Su RaiPlay c’è il film ispirato alla latitanza di Matteo Messina Denaro che non ha nulla del racconto criminale tradizionale. Niente santini rovesciati, nessuna mitologia del boss invincibile ma un prodotto cinematografica che lavora sulle ombre, sui pizzini, sulle mediazioni sporche, su quel territorio ambiguo in cui Stato, mafia, opportunismo personale e desiderio di riscatto finiscono per sfiorarsi senza mai assolversi.
“Iddu – L’ultimo padrino” è un lavoro del 2024 scritto e diretto da Fabio Grassadonia e Antonio Piazza, con Toni Servillo ed Elio Germano protagonisti. La storia è liberamente tratta dal periodo della latitanza di Matteo Messina Denaro e, in particolare, agli scambi epistolari avvenuti nei primi anni Duemila tra il boss e l’ex sindaco di Castelvetrano Antonino Vaccarino, poi raccolti nel libro “Lettere a Svetonio”.
La trama del racconto proposto da Raiplay si muove nella Sicilia dei primi anni Duemila. Catello Palumbo, interpretato da Toni Servillo, è un ex politico locale democristiano, di origini campane, finito in carcere dopo una condanna per concorso esterno in associazione mafiosa. Ha perso potere, ruolo, credibilità. È un uomo in caduta, ma non rassegnato. Quando i Servizi gli propongono un patto, intravede una via di uscita: aiutare lo Stato a rintracciare Matteo, il boss latitante che un tempo era stato il suo figlioccio.
Da qui parte il gioco più pericoloso. Catello comincia a scrivere a Matteo, tentando di riaprire un canale personale, quasi affettivo, con l’uomo che tutti cercano e nessuno riesce a prendere. L’obiettivo è chiaro: spingerlo a commettere un errore, far emergere un indizio, arrivare al nascondiglio attraverso le parole. Non una caccia fatta di inseguimenti, dunque, ma di lettere, allusioni, ricordi, mezze frasi. Il potere passa dalla penna. E ogni pizzino può diventare una trappola.
Elio Germano interpreta Matteo, personaggio ispirato a Messina Denaro ma costruito senza la pretesa del biopic. È un boss nascosto, stanco, colto, feroce, rinchiuso nella propria leggenda prima ancora che nel proprio covo. Vive in una condizione paradossale: comanda, ma è prigioniero; incute paura, ma dipende da una rete di protezioni; resta invisibile, eppure ha bisogno di continuare a esistere nello sguardo degli altri.
Il rapporto tra Catello e Matteo è il cuore del film.

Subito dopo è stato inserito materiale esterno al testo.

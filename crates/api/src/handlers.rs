//! REST-Handler fuer die Auth-Endpunkte

use axum::{
    extract::{rejection::JsonRejection, State},
    http::StatusCode,
    response::{IntoResponse, Json, Response},
    Extension,
};
use chrono::{DateTime, Utc};
use serde::{Deserialize, Serialize};
use serde_json::json;
use zugang_auth::{AccessClaims, AuthError};
use zugang_db::models::BenutzerRecord;

use crate::{error::ApiFehler, guards::Client, state::AppState};

#[derive(Debug, Deserialize)]
pub struct ZugangsdatenBody {
    pub email: String,
    pub password: String,
}

#[derive(Debug, Deserialize)]
pub struct RefreshBody {
    pub refresh_token: String,
}

#[derive(Debug, Serialize)]
pub struct BenutzerAntwort {
    pub user: BenutzerRecord,
}

#[derive(Debug, Serialize)]
pub struct AnmeldeAntwort {
    pub user: BenutzerRecord,
    pub access_token: String,
    pub refresh_token: String,
    pub expires_at: DateTime<Utc>,
}

#[derive(Debug, Serialize)]
pub struct TokenAntwort {
    pub access_token: String,
    pub refresh_token: String,
    pub expires_at: DateTime<Utc>,
}

/// Body-Fehler werden als Eingabefehler gemeldet
fn body<T>(payload: Result<Json<T>, JsonRejection>) -> Result<T, ApiFehler> {
    payload
        .map(|Json(inhalt)| inhalt)
        .map_err(|e| ApiFehler(AuthError::Validierung(e.body_text())))
}

/// POST /api/v1/auth/signup
pub async fn signup(
    State(state): State<AppState>,
    Client(kontext): Client,
    payload: Result<Json<ZugangsdatenBody>, JsonRejection>,
) -> Result<Response, ApiFehler> {
    let daten = body(payload)?;
    let user = state
        .auth
        .registrieren(&daten.email, &daten.password, &kontext)
        .await?;
    Ok((StatusCode::CREATED, Json(BenutzerAntwort { user })).into_response())
}

/// POST /api/v1/auth/login
pub async fn login(
    State(state): State<AppState>,
    Client(kontext): Client,
    payload: Result<Json<ZugangsdatenBody>, JsonRejection>,
) -> Result<Json<AnmeldeAntwort>, ApiFehler> {
    // Auch ein kaputter Body ergibt nur den generischen Anmeldefehler
    let daten = body(payload).map_err(|_| ApiFehler(AuthError::UngueltigeAnmeldedaten))?;
    let anmeldung = state
        .auth
        .anmelden(&daten.email, &daten.password, &kontext)
        .await?;
    Ok(Json(AnmeldeAntwort {
        user: anmeldung.benutzer,
        access_token: anmeldung.access_token,
        refresh_token: anmeldung.refresh_token,
        expires_at: anmeldung.access_laeuft_ab_am,
    }))
}

/// POST /api/v1/auth/refresh
pub async fn refresh(
    State(state): State<AppState>,
    payload: Result<Json<RefreshBody>, JsonRejection>,
) -> Result<Json<TokenAntwort>, ApiFehler> {
    let daten = body(payload).map_err(|_| ApiFehler(AuthError::UngueltigerRefreshToken))?;
    let paar = state.auth.erneuern(&daten.refresh_token).await?;
    Ok(Json(TokenAntwort {
        access_token: paar.access_token,
        refresh_token: paar.refresh_token,
        expires_at: paar.access_laeuft_ab_am,
    }))
}

/// POST /api/v1/auth/logout
pub async fn logout(
    State(state): State<AppState>,
    payload: Result<Json<RefreshBody>, JsonRejection>,
) -> Result<Json<serde_json::Value>, ApiFehler> {
    let daten = body(payload)?;
    state.auth.abmelden(&daten.refresh_token).await?;
    Ok(Json(json!({})))
}

/// GET /api/v1/user/me
pub async fn me(Extension(claims): Extension<AccessClaims>) -> impl IntoResponse {
    Json(json!({ "user_id": claims.sub }))
}

/// GET /health
pub async fn health() -> impl IntoResponse {
    (StatusCode::OK, Json(json!({ "status": "ok" })))
}
//! zugang-auth – Authentifizierung und Session-Lebenszyklus
//!
//! Dieses Crate implementiert:
//! - Passwort-Hashing mit Argon2id (konfigurierbare Kosten)
//! - Access-Tokens (signierte JWTs) und opake Refresh-Tokens
//! - Session-Store mit Einmal-Rotation der Refresh-Tokens
//! - Rate Limiter mit festem Zeitfenster (fail-open)
//! - AuthService (Registrierung, Anmeldung, Erneuerung, Abmeldung)

pub mod error;
pub mod konfig;
pub mod password;
pub mod rate_limit;
pub mod service;
pub mod session;
pub mod token;
pub mod validation;

// Bequeme Re-Exporte
pub use error::{AuthError, AuthResult};
pub use konfig::{AuthKonfig, HashKonfig, PasswortRichtlinie};
pub use password::PasswortHasher;
pub use rate_limit::{
    RateLimitKonfig, RateLimiter, RedisZaehler, SpeicherZaehler, ZaehlerFehler, ZaehlerSpeicher,
    ZaehlerStand, Zulassung,
};
pub use service::{Anmeldung, AuthService, TokenPaar};
pub use session::{NeueRefreshSession, SessionStore};
pub use token::{AccessClaims, AccessToken, TokenAussteller, TokenFehler};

Due uomini molto diversi, legati da un passato comune e da una forma malata di confidenza. Catello vorrebbe usare quel legame per tornare utile, forse per riscattarsi, forse soltanto per recuperare un posto nel mondo. Matteo capisce, sospetta, manipola a sua volta. Tra loro non c’è mai una vera fiducia. C’è un continuo scambio di maschere, in cui ciascuno prova a leggere l’altro senza mostrarsi troppo.
La regia di Fabio Grassadonia e Antonio Piazza sceglie un tono lontano dalla cronaca illustrata. Il film non vuole ricostruire in modo didascalico la vita di Messina Denaro. Preferisce lavorare sull’assurdo, sul grottesco, sulla malinconia nera di un sistema in cui nessuno appare davvero limpido.
Nel cast del film da vedere stasera su Raiplay trovano spazio anche Daniela Marra, Barbora Bobulova, Giuseppe Tantillo, Fausto Russo Alesi, Antonia Truppo e Tommaso Ragno, dentro un racconto che mescola politica, famiglia, apparati dello Stato e clan. La colonna sonora è firmata da Colapesce, candidato ai David di Donatello 2025 per la miglior canzone originale con “La malvagità”, mentre il film è stato presentato in concorso alla Mostra del Cinema di Venezia 2024, dove ha ottenuto il Premio Pasinetti.